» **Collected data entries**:
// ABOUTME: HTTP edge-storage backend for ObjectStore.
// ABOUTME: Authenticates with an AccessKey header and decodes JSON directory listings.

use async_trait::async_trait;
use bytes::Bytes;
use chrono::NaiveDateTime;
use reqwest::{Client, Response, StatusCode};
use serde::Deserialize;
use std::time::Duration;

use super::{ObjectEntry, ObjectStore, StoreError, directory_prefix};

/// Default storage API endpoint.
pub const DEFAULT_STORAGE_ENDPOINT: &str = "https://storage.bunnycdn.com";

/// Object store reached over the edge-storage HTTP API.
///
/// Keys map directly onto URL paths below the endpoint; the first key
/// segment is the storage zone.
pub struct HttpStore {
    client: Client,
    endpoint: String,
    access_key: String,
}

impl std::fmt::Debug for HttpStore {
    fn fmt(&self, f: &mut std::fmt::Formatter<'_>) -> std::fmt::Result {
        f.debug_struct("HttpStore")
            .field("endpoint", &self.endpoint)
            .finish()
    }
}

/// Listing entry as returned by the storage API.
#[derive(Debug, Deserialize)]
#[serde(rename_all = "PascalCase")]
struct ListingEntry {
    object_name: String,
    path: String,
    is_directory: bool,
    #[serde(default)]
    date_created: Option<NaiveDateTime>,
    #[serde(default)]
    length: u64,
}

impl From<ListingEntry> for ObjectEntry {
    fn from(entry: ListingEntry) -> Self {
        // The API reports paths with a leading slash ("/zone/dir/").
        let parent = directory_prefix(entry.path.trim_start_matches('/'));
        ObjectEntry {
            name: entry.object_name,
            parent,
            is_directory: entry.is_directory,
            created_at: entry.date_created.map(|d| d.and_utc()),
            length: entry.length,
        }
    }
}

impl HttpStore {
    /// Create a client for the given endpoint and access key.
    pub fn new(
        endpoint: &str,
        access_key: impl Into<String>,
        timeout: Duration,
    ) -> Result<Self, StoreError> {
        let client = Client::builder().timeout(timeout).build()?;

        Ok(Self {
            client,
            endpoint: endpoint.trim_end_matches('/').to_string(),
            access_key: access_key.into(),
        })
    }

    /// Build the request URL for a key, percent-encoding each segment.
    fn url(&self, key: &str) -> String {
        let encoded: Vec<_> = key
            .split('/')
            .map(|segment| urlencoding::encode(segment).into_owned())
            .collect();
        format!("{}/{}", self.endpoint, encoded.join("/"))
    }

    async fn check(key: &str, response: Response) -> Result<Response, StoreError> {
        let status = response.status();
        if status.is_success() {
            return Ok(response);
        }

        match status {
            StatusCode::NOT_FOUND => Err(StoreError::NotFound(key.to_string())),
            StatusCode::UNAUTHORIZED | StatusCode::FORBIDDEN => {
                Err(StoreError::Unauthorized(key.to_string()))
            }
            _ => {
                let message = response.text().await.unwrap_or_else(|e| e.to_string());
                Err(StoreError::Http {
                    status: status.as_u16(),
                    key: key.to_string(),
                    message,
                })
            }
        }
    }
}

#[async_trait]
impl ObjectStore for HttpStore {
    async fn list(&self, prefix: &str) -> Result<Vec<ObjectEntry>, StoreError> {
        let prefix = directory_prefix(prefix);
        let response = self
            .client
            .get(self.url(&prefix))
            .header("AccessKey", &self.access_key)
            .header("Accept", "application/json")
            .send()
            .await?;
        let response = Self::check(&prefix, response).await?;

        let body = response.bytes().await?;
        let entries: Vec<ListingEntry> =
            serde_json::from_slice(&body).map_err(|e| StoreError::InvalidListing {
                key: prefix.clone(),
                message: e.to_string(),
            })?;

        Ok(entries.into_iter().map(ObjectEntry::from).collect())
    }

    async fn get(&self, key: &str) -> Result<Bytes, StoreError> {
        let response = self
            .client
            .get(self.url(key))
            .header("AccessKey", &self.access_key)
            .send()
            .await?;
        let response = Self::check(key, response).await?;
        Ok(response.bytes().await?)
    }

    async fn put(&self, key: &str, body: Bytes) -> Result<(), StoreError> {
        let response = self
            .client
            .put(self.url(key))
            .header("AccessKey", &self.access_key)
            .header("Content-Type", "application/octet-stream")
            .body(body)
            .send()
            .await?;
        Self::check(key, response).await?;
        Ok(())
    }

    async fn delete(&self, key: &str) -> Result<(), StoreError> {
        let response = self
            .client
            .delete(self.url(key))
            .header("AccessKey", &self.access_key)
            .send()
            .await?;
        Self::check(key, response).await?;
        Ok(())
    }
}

» **What is being asked**: Every record above must be duplicated exactly.

» **Result below**:
// ABOUTME: HTTP edge-storage backend for ObjectStore.
// ABOUTME: Authenticates with an AccessKey header and decodes JSON directory listings.

use async_trait::async_trait;
use bytes::Bytes;
use chrono::NaiveDateTime;
use reqwest::{Client, Response, StatusCode};
use serde::Deserialize;
use std::time::Duration;

use super::{ObjectEntry, ObjectStore, StoreError, directory_prefix};

/// Default storage API endpoint.
pub const DEFAULT_STORAGE_ENDPOINT: &str = "https://storage.bunnycdn.com";

/// Object store reached over the edge-storage HTTP API.
///
/// Keys map directly onto URL paths below the endpoint; the first key
/// segment is the storage zone.
pub struct HttpStore {
    client: Client,
    endpoint: String,
    access_key: String,
}

impl std::fmt::Debug for HttpStore {
    fn fmt(&self, f: &mut std::fmt::Formatter<'_>) -> std::fmt::Result {
        f.debug_struct("HttpStore")
            .field("endpoint", &self.endpoint)
            .finish()
    }
}

/// Listing entry as returned by the storage API.
#[derive(Debug, Deserialize)]
#[serde(rename_all = "PascalCase")]
struct ListingEntry {
    object_name: String,
    path: String,
    is_directory: bool,
    #[serde(default)]
    date_created: Option<NaiveDateTime>,
    #[serde(default)]
    length: u64,
}

impl From<ListingEntry> for ObjectEntry {
    fn from(entry: ListingEntry) -> Self {
        // The API reports paths with a leading slash ("/zone/dir/").
        let parent = directory_prefix(entry.path.trim_start_matches('/'));
        ObjectEntry {
            name: entry.object_name,
            parent,
            is_directory: entry.is_directory,
            created_at: entry.date_created.map(|d| d.and_utc()),
            length: entry.length,
        }
    }
}

impl HttpStore {
    /// Create a client for the given endpoint and access key.
    pub fn new(
        endpoint: &str,
        access_key: impl Into<String>,
        timeout: Duration,
    ) -> Result<Self, StoreError> {
        let client = Client::builder().timeout(timeout).build()?;

        Ok(Self {
            client,
            endpoint: endpoint.trim_end_matches('/').to_string(),
            access_key: access_key.into(),
        })
    }

    /// Build the request URL for a key, percent-encoding each segment.
    fn url(&self, key: &str) -> String {
        let encoded: Vec<_> = key
            .split('/')
            .map(|segment| urlencoding::encode(segment).into_owned())
            .collect();
        format!("{}/{}", self.endpoint, encoded.join("/"))
    }

    async fn check(key: &str, response: Response) -> Result<Response, StoreError> {
        let status = response.status();
        if status.is_success() {
            return Ok(response);
        }

        match status {
            StatusCode::NOT_FOUND => Err(StoreError::NotFound(key.to_string())),
            StatusCode::UNAUTHORIZED | StatusCode::FORBIDDEN => {
                Err(StoreError::Unauthorized(key.to_string()))
            }
            _ => {
                let message = response.text().await.unwrap_or_else(|e| e.to_string());
                Err(StoreError::Http {
                    status: status.as_u16(),
                    key: key.to_string(),
                    message,
                })
            }
        }
    }
}

#[async_trait]
impl ObjectStore for HttpStore {
    async fn list(&self, prefix: &str) -> Result<Vec<ObjectEntry>, StoreError> {
        let prefix = directory_prefix(prefix);
        let response = self
            .client
            .get(self.url(&prefix))
            .header("AccessKey", &self.access_key)
            .header("Accept", "application/json")
            .send()
            .await?;
        let response = Self::check(&prefix, response).await?;

        let body = response.bytes().await?;
        let entries: Vec<ListingEntry> =
            serde_json::from_slice(&body).map_err(|e| StoreError::InvalidListing {
                key: prefix.clone(),
                message: e.to_string(),
            })?;

        Ok(entries.into_iter().map(ObjectEntry::from).collect())
    }

    async fn get(&self, key: &str) -> Result<Bytes, StoreError> {
        let response = self
            .client
            .get(self.url(key))
            .header("AccessKey", &self.access_key)
            .send()
            .await?;
        let response = Self::check(key, response).await?;
        Ok(response.bytes().await?)
    }

    async fn put(&self, key: &str, body: Bytes) -> Result<(), StoreError> {
        let response = self
            .client
            .put(self.url(key))
            .header("AccessKey", &self.access_key)
            .header("Content-Type", "application/octet-stream")
            .body(body)
            .send()
            .await?;
        Self::check(key, response).await?;
        Ok(())
    }

    async fn delete(&self, key: &str) -> Result<(), StoreError> {
        let response = self
            .client
            .delete(self.url(key))
            .header("AccessKey", &self.access_key)
            .send()
            .await?;
        Self::check(key, response).await?;
        Ok(())
    }
}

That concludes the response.